Archie Shepp
Vernon „Archie“ Shepp (* 24. Mai 1937 in Fort Lauderdale, Florida) ist ein US-amerikanischer Jazzmusiker (Tenor- und Sopransaxophon, Piano), Komponist, Sänger sowie Literatur- und Theaterwissenschaftler. Er gilt als einer der wichtigsten Intellektuellen des modernen Jazz.[1]
Leben und Wirken
Shepp wuchs in Philadelphia auf, wo er zunächst das Klavierspiel erlernte, außerdem Klarinette und Altsaxophon; dann wechselte er zum Tenorsax.

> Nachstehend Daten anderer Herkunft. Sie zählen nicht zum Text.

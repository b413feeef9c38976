//! Dialect definitions loaded from TOML.
//!
//! ```toml
//! base = "postgres"
//! name = "warehouse"
//!
//! [options]
//! functions_registered_only = true
//!
//! [operators]
//! "||" = { function = "CONCAT" }
//!
//! [functions]
//! IFNULL = "COALESCE"
//! ```
//!
//! Keys left out of `[options]` keep the value of the base preset.

use super::{Dialect, Engine, FunctionInfo, OperatorInfo};
use crate::error::{SqlError, SqlResult};
use serde::Deserialize;
use std::collections::BTreeMap;

#[derive(Debug, Clone, PartialEq, Eq, Deserialize)]
#[serde(rename_all = "snake_case")]
pub enum OperatorConfig {
    Symbol(String),
    Function(String),
}

impl From<OperatorConfig> for OperatorInfo {
    fn from(config: OperatorConfig) -> Self {
        match config {
            OperatorConfig::Symbol(s) => OperatorInfo::Symbol(s),
            OperatorConfig::Function(f) => OperatorInfo::Function(f),
        }
    }
}

#[derive(Debug, Clone, Default, Deserialize)]
#[serde(deny_unknown_fields)]
pub struct DialectConfig {
    /// Preset to start from; a bare generic dialect when absent.
    pub base: Option<String>,
    pub name: Option<String>,
    #[serde(default)]
    pub options: toml::Table,
    #[serde(default)]
    pub operators: BTreeMap<String, OperatorConfig>,
    /// Function renames, logical name to emitted name.
    #[serde(default)]
    pub functions: BTreeMap<String, String>,
}

impl DialectConfig {
    pub fn from_toml_str(s: &str) -> SqlResult<Self> {
        let config: Self = toml::from_str(s)?;
        config.validate()?;
        Ok(config)
    }

    fn validate(&self) -> SqlResult<()> {
        if let Some(base) = &self.base
            && Dialect::preset(base).is_none()
        {
            return Err(SqlError::Config(format!("unknown base dialect: {base}")));
        }
        if let Some(name) = &self.name
            && name.trim().is_empty()
        {
            return Err(SqlError::Config("dialect name must not be empty".into()));
        }
        for (symbol, op) in &self.operators {
            let target = match op {
                OperatorConfig::Symbol(s) | OperatorConfig::Function(s) => s,
            };
            if symbol.trim().is_empty() || target.trim().is_empty() {
                return Err(SqlError::Config(format!(
                    "operator mapping '{symbol}' has an empty side"
                )));
            }
        }
        for (name, target) in &self.functions {
            if name.trim().is_empty() || target.trim().is_empty() {
                return Err(SqlError::Config(format!(
                    "function mapping '{name}' has an empty side"
                )));
            }
        }
        Ok(())
    }

    /// Build the dialect described by this config.
    pub fn build(self) -> SqlResult<Dialect> {
        let mut dialect = match &self.base {
            Some(base) => Dialect::preset(base)
                .ok_or_else(|| SqlError::Config(format!("unknown base dialect: {base}")))?,
            None => Dialect::new("generic"),
        };
        if let Some(name) = self.name {
            dialect = dialect.with_name(name);
        }

        if !self.options.is_empty() {
            let mut merged = match toml::Value::try_from(dialect.options())
                .map_err(|e| SqlError::Config(e.to_string()))?
            {
                toml::Value::Table(table) => table,
                _ => toml::Table::new(),
            };
            merged.extend(self.options);
            let options = toml::Value::Table(merged).try_into()?;
            dialect = dialect.with_options(options);
        }

        for (symbol, op) in self.operators {
            dialect = dialect.with_operator(symbol, op.into());
        }
        for (name, target) in self.functions {
            dialect = dialect.with_function(name, FunctionInfo::renamed(target));
        }
        Ok(dialect)
    }
}

impl Dialect {
    /// Load a dialect from TOML text (see [`DialectConfig`]).
    pub fn from_toml_str(s: &str) -> SqlResult<Self> {
        DialectConfig::from_toml_str(s)?.build()
    }
}

#[cfg(test)]
mod tests {
    use super::*;
    use crate::engine::OffsetStyle;
    use crate::ident::NameQuote;

    #[test]
    fn options_merge_over_base() {
        let dialect = Dialect::from_toml_str(
            r#"
            base = "sqlserver"
            name = "azure"

            [options]
            offset_style = "limit"

            [operators]
            "||" = { function = "CONCAT" }

            [functions]
            ifnull = "ISNULL"
            "#,
        )
        .unwrap();

        assert_eq!(dialect.name(), "azure");
        let opts = dialect.options();
        assert_eq!(opts.offset_style, OffsetStyle::Limit);
        // kept from the preset
        assert!(opts.top_supported);
        assert_eq!(opts.name_quote, NameQuote::Bracket);
        assert_eq!(
            dialect.operator("||"),
            Some(&OperatorInfo::Function("CONCAT".into()))
        );
        assert_eq!(
            dialect.function("IFNULL").and_then(|f| f.name.as_deref()),
            Some("ISNULL")
        );
    }

    #[test]
    fn unknown_base_is_rejected() {
        let err = Dialect::from_toml_str(r#"base = "db2""#).unwrap_err();
        assert!(matches!(err, SqlError::Config(msg) if msg.contains("db2")));
    }

    #[test]
    fn empty_function_target_is_rejected() {
        let err = Dialect::from_toml_str("[functions]\nNOW = \"\"").unwrap_err();
        assert!(matches!(err, SqlError::Config(_)));
    }

    #[test]
    fn bad_option_type_is_rejected() {
        let err = Dialect::from_toml_str("[options]\ntop_supported = \"yes\"").unwrap_err();
        assert!(matches!(err, SqlError::Config(_)));
    }
}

Er spielte in lokalen Rhythm & Blues-Bands und lernte dabei Lee Morgan, Cal Massey, Jimmy Heath und John Coltrane kennen. Shepp studierte von 1955 bis 1959 Literaturwissenschaft am Goddard College; nach seiner Graduierung zog er nach New York City. Dort begann Shepp seine professionelle Karriere als Musiker 1960 in der Band von Cecil Taylor und wirkte in dem Film The Connection mit. 1963 war er Mitglied der New York Contemporary Five, zu denen Don Cherry und John Tchicai sowie der Bassist Don Moore und der Schlagzeuger J. C. Moses gehörten; die Band war aus einer kurzlebigen Formation hervorgegangen, die Shepp gemeinsam mit Bill Dixon geleitet hatte. Mit Tchicai und Cherry tourte er 1964 in der Sowjetunion, der Tschechoslowakei und in Finnland, wo sie auf dem Jazz Festival in Helsinki auftraten.

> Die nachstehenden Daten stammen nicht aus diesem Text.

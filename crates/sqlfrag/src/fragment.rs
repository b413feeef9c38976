//! The fragment protocol shared by every node of a query tree.
//!
//! A fragment never compiles on its own: [`Fragment::compile`] receives a
//! [`QueryBuilder`] which carries the [`Engine`](crate::Engine) for the
//! dialect being targeted. The same tree can therefore be compiled against
//! any number of engines without being rebuilt.
//!
//! Every fragment also implements `Display`, a debug rendering that inlines
//! values as literals and skips engine escaping. It is meant for logs only.

use crate::builder::QueryBuilder;
use crate::error::SqlResult;
use crate::fragments::Alias;
use crate::value::Value;
use chrono::{DateTime, NaiveDate, NaiveDateTime, Utc};
use std::fmt;
use std::sync::Arc;
use uuid::Uuid;

/// How a fragment behaves when nested inside another fragment.
#[derive(Debug, Clone, Copy, PartialEq, Eq, Default)]
pub enum Precedence {
    /// Never needs parentheses (columns, functions, CASE).
    #[default]
    Atomic,
    /// Needs parentheses in another operator's operand position.
    SubFragment,
    /// Needs parentheses whenever it is used as a value.
    SubQuery,
    /// Both of the above.
    SubFragmentQuery,
}

impl Precedence {
    pub fn is_sub_fragment(self) -> bool {
        matches!(self, Precedence::SubFragment | Precedence::SubFragmentQuery)
    }

    pub fn is_sub_query(self) -> bool {
        matches!(self, Precedence::SubQuery | Precedence::SubFragmentQuery)
    }
}

/// Parentheses policy used when writing a nested fragment.
#[derive(Debug, Clone, Copy, PartialEq, Eq)]
pub enum Parens {
    /// Never wrap.
    Never,
    /// Wrap sub-queries only (value positions: select lists, arguments).
    SubQuery,
    /// Wrap sub-fragments and sub-queries (operand positions).
    SubFragment,
    /// Always wrap.
    Always,
}

impl Parens {
    /// Whether a fragment with the given precedence gets wrapped.
    pub fn wraps(self, precedence: Precedence) -> bool {
        match self {
            Parens::Never => false,
            Parens::SubQuery => precedence.is_sub_query(),
            Parens::SubFragment => precedence.is_sub_fragment() || precedence.is_sub_query(),
            Parens::Always => true,
        }
    }
}

/// A compilable node of a query tree.
pub trait Fragment: fmt::Debug + fmt::Display + Send + Sync {
    /// Write this fragment into the builder.
    fn compile(&self, builder: &mut QueryBuilder<'_>) -> SqlResult<()>;

    /// Nesting behavior, consulted by the builder's parentheses policy.
    fn precedence(&self) -> Precedence {
        Precedence::Atomic
    }

    /// The chaining keyword when this fragment is an AND/OR chain.
    fn logical_op(&self) -> Option<&str> {
        None
    }

    /// The alias this fragment is referenced by when used as a FROM or JOIN
    /// source. A CTE answers with its name so its body is not emitted again.
    fn source_alias(&self) -> Option<&Alias> {
        None
    }

    /// Whether this fragment is a `*` column.
    fn is_select_all(&self) -> bool {
        false
    }

    /// Whether this fragment must be parenthesized as an operand of a set
    /// operation: it is one itself, or it carries clauses that would
    /// otherwise apply to the whole combination.
    fn needs_grouping(&self) -> bool {
        false
    }
}

/// Conversion into a shared fragment.
pub trait IntoFragment {
    fn into_fragment(self) -> Arc<dyn Fragment>;
}

impl<F: Fragment + 'static> IntoFragment for F {
    fn into_fragment(self) -> Arc<dyn Fragment> {
        Arc::new(self)
    }
}

impl IntoFragment for Arc<dyn Fragment> {
    fn into_fragment(self) -> Arc<dyn Fragment> {
        self
    }
}

/// An operand: either a scalar value or a nested fragment.
#[derive(Debug, Clone)]
pub enum Arg {
    Value(Value),
    Fragment(Arc<dyn Fragment>),
}

impl Arg {
    /// The nested fragment, if this operand is one.
    pub fn as_fragment(&self) -> Option<&dyn Fragment> {
        match self {
            Arg::Fragment(f) => Some(f.as_ref()),
            Arg::Value(_) => None,
        }
    }

    pub fn precedence(&self) -> Precedence {
        self.as_fragment()
            .map_or(Precedence::Atomic, |f| f.precedence())
    }

    pub fn is_select_all(&self) -> bool {
        self.as_fragment().is_some_and(|f| f.is_select_all())
    }
}

impl fmt::Display for Arg {
    fn fmt(&self, f: &mut fmt::Formatter<'_>) -> fmt::Result {
        match self {
            Arg::Value(v) => write!(f, "{v}"),
            Arg::Fragment(frag) => {
                if frag.precedence().is_sub_query() {
                    write!(f, "({frag})")
                } else {
                    write!(f, "{frag}")
                }
            }
        }
    }
}

impl<F: IntoFragment> From<F> for Arg {
    fn from(f: F) -> Self {
        Arg::Fragment(f.into_fragment())
    }
}

macro_rules! impl_arg_from_value {
    ($($ty:ty),* $(,)?) => {
        $(
            impl From<$ty> for Arg {
                fn from(v: $ty) -> Self {
                    Arg::Value(Value::from(v))
                }
            }
        )*
    };
}

impl_arg_from_value!(
    bool,
    i8,
    i16,
    i32,
    i64,
    u8,
    u16,
    u32,
    f32,
    f64,
    String,
    &String,
    &str,
    Vec<u8>,
    Uuid,
    DateTime<Utc>,
    NaiveDateTime,
    NaiveDate,
    serde_json::Value,
);

#[cfg(feature = "rust_decimal")]
impl_arg_from_value!(rust_decimal::Decimal);

impl From<Value> for Arg {
    fn from(v: Value) -> Self {
        Arg::Value(v)
    }
}

/// Write `items` separated by `sep`, each under the given parentheses policy.
pub(crate) fn write_args(
    b: &mut QueryBuilder<'_>,
    items: &[Arg],
    sep: &str,
    parens: Parens,
) -> SqlResult<()> {
    for item in items {
        b.write_value(item, parens)?;
        b.write(sep);
    }
    if !items.is_empty() {
        b.remove_last(sep.len());
    }
    Ok(())
}

/// Debug-render an operand, wrapping it like `Parens::SubFragment` would.
pub(crate) fn fmt_operand(f: &mut fmt::Formatter<'_>, item: &Arg) -> fmt::Result {
    match item {
        Arg::Fragment(frag) if Parens::SubFragment.wraps(frag.precedence()) => write!(f, "({frag})"),
        _ => write!(f, "{item}"),
    }
}

/// Debug-render `items` separated by `sep`.
pub(crate) fn fmt_args(f: &mut fmt::Formatter<'_>, items: &[Arg], sep: &str) -> fmt::Result {
    for (i, item) in items.iter().enumerate() {
        if i > 0 {
            f.write_str(sep)?;
        }
        write!(f, "{item}")?;
    }
    Ok(())
}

Im August 1964 nahm er eine erste Session unter eigenem Namen auf, das Album Four for Trane für Impulse!.[2]
Danach arbeitete er u. a. mit John Tchicai, Don Cherry und mit John Coltrane, mit dem er in New Yorker Clubs spielte; 1965 wirkte er dann auf Coltranes Album Ascension mit. Sein Auftritt auf dem Newport Jazz Festival wurde zusammen mit Coltranes Musik auf Impulse! veröffentlicht (New Thing at Newport); besonders durch die Unterstützung durch Coltrane etablierte sich Archie Shepp als Künstler der Jazz-Avantgarde in den USA und weltweit.[3]

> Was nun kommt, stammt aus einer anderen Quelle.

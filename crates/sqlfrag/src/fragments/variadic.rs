//! N-ary operators: one symbol repeated between any number of operands.

use super::operator::{OpForm, resolve_op};
use crate::builder::QueryBuilder;
use crate::error::{SqlError, SqlResult};
use crate::fragment::{Arg, Fragment, Parens, Precedence};
use std::fmt;

/// Write `a op b op c`, or `F(F(a, b), c)` when the engine maps `op` to a
/// function. `wrap` decides which operands get parentheses.
fn compile_chain(
    b: &mut QueryBuilder<'_>,
    op: &str,
    items: &[Arg],
    what: &'static str,
    wrap: impl Fn(&Arg) -> bool,
) -> SqlResult<()> {
    let Some((first, rest)) = items.split_first() else {
        return Err(SqlError::EmptyList(what));
    };
    match resolve_op(b.engine(), op) {
        OpForm::Function(name) => {
            for _ in rest {
                b.write(name).write("(");
            }
            b.write_value(first, Parens::SubQuery)?;
            for item in rest {
                b.write(", ");
                b.write_value(item, Parens::SubQuery)?;
                b.write(")");
            }
        }
        OpForm::Symbol(symbol) => {
            for (i, item) in items.iter().enumerate() {
                if i > 0 {
                    b.write(" ").write(symbol).write(" ");
                }
                let parens = if wrap(item) { Parens::Always } else { Parens::Never };
                b.write_value(item, parens)?;
            }
        }
    }
    Ok(())
}

fn fmt_chain(
    f: &mut fmt::Formatter<'_>,
    op: &str,
    items: &[Arg],
    wrap: impl Fn(&Arg) -> bool,
) -> fmt::Result {
    for (i, item) in items.iter().enumerate() {
        if i > 0 {
            write!(f, " {op} ")?;
        }
        if wrap(item) {
            write!(f, "({item})")?;
        } else {
            write!(f, "{item}")?;
        }
    }
    Ok(())
}

fn wraps_operand(item: &Arg) -> bool {
    Parens::SubFragment.wraps(item.precedence())
}

macro_rules! variadic_operator {
    ($(#[$meta:meta])* $name:ident) => {
        $(#[$meta])*
        #[derive(Debug, Clone)]
        pub struct $name {
            op: String,
            items: Vec<Arg>,
        }

        impl $name {
            pub fn new(op: impl Into<String>) -> Self {
                Self {
                    op: op.into(),
                    items: Vec::new(),
                }
            }

            pub fn add(&mut self, item: impl Into<Arg>) -> &mut Self {
                self.items.push(item.into());
                self
            }

            pub fn add_many<I>(&mut self, items: I) -> &mut Self
            where
                I: IntoIterator,
                I::Item: Into<Arg>,
            {
                self.items.extend(items.into_iter().map(Into::into));
                self
            }

            /// Consuming form of `add`.
            pub fn with(mut self, item: impl Into<Arg>) -> Self {
                self.items.push(item.into());
                self
            }

            pub fn op(&self) -> &str {
                &self.op
            }

            pub fn items(&self) -> &[Arg] {
                &self.items
            }

            pub fn len(&self) -> usize {
                self.items.len()
            }

            pub fn is_empty(&self) -> bool {
                self.items.is_empty()
            }
        }
    };
}

variadic_operator!(
    /// Arithmetic chain: `a + b + c`, `a || b`.
    ArithOperator
);

variadic_operator!(
    /// Bitwise chain: `a & b & c`.
    BitOperator
);

variadic_operator!(
    /// Boolean chain: `a AND b AND c`.
    ///
    /// Operands that are themselves a chain with a different keyword, or
    /// sub-queries, are parenthesized; plain comparisons are not.
    LogicalOperator
);

impl ArithOperator {
    pub fn plus() -> Self {
        Self::new("+")
    }

    pub fn minus() -> Self {
        Self::new("-")
    }

    pub fn times() -> Self {
        Self::new("*")
    }

    pub fn divide() -> Self {
        Self::new("/")
    }

    pub fn modulo() -> Self {
        Self::new("%")
    }

    /// String concatenation (`||`).
    pub fn concat() -> Self {
        Self::new("||")
    }
}

impl Fragment for ArithOperator {
    fn compile(&self, b: &mut QueryBuilder<'_>) -> SqlResult<()> {
        compile_chain(b, &self.op, &self.items, "arithmetic operator", wraps_operand)
    }

    fn precedence(&self) -> Precedence {
        Precedence::SubFragment
    }
}

impl fmt::Display for ArithOperator {
    fn fmt(&self, f: &mut fmt::Formatter<'_>) -> fmt::Result {
        fmt_chain(f, &self.op, &self.items, wraps_operand)
    }
}

impl BitOperator {
    pub fn and() -> Self {
        Self::new("&")
    }

    pub fn or() -> Self {
        Self::new("|")
    }

    pub fn xor() -> Self {
        Self::new("^")
    }
}

impl Fragment for BitOperator {
    fn compile(&self, b: &mut QueryBuilder<'_>) -> SqlResult<()> {
        compile_chain(b, &self.op, &self.items, "bitwise operator", wraps_operand)
    }

    fn precedence(&self) -> Precedence {
        Precedence::SubFragment
    }
}

impl fmt::Display for BitOperator {
    fn fmt(&self, f: &mut fmt::Formatter<'_>) -> fmt::Result {
        fmt_chain(f, &self.op, &self.items, wraps_operand)
    }
}

impl LogicalOperator {
    pub fn and() -> Self {
        Self::new("AND")
    }

    pub fn or() -> Self {
        Self::new("OR")
    }

    fn wraps(&self, item: &Arg) -> bool {
        let Some(frag) = item.as_fragment() else {
            return false;
        };
        frag.precedence().is_sub_query()
            || frag
                .logical_op()
                .is_some_and(|op| !op.eq_ignore_ascii_case(&self.op))
    }
}

impl Fragment for LogicalOperator {
    fn compile(&self, b: &mut QueryBuilder<'_>) -> SqlResult<()> {
        compile_chain(b, &self.op, &self.items, "logical operator", |item| self.wraps(item))
    }

    fn precedence(&self) -> Precedence {
        Precedence::SubFragment
    }

    fn logical_op(&self) -> Option<&str> {
        Some(&self.op)
    }
}

impl fmt::Display for LogicalOperator {
    fn fmt(&self, f: &mut fmt::Formatter<'_>) -> fmt::Result {
        fmt_chain(f, &self.op, &self.items, |item| self.wraps(item))
    }
}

In unterschiedlichen Besetzungen folgten unter eigenem Namen bahnbrechende Aufnahmen (u. a. mit Roswell Rudd, Bobby Hutcherson, Beaver Harris und Grachan Moncur III), die Shepp zu einem der wichtigsten Protagonisten der Jazz-Avantgarde und des Free Jazz in den 1960er Jahren machten.
Archie Shepp war nicht nur musikalischer Pionier, sondern auch politisches und soziales Sprachrohr eines neuen schwarzen Selbstbewusstseins; so schrieb er 1965 im Down Beat: „I am an anti-fascist artist“.[4] Ein Höhepunkt des politischen Engagements des „angry young man“ war der Auftritt beim Panafrikanischen Festival 1969 in Algier.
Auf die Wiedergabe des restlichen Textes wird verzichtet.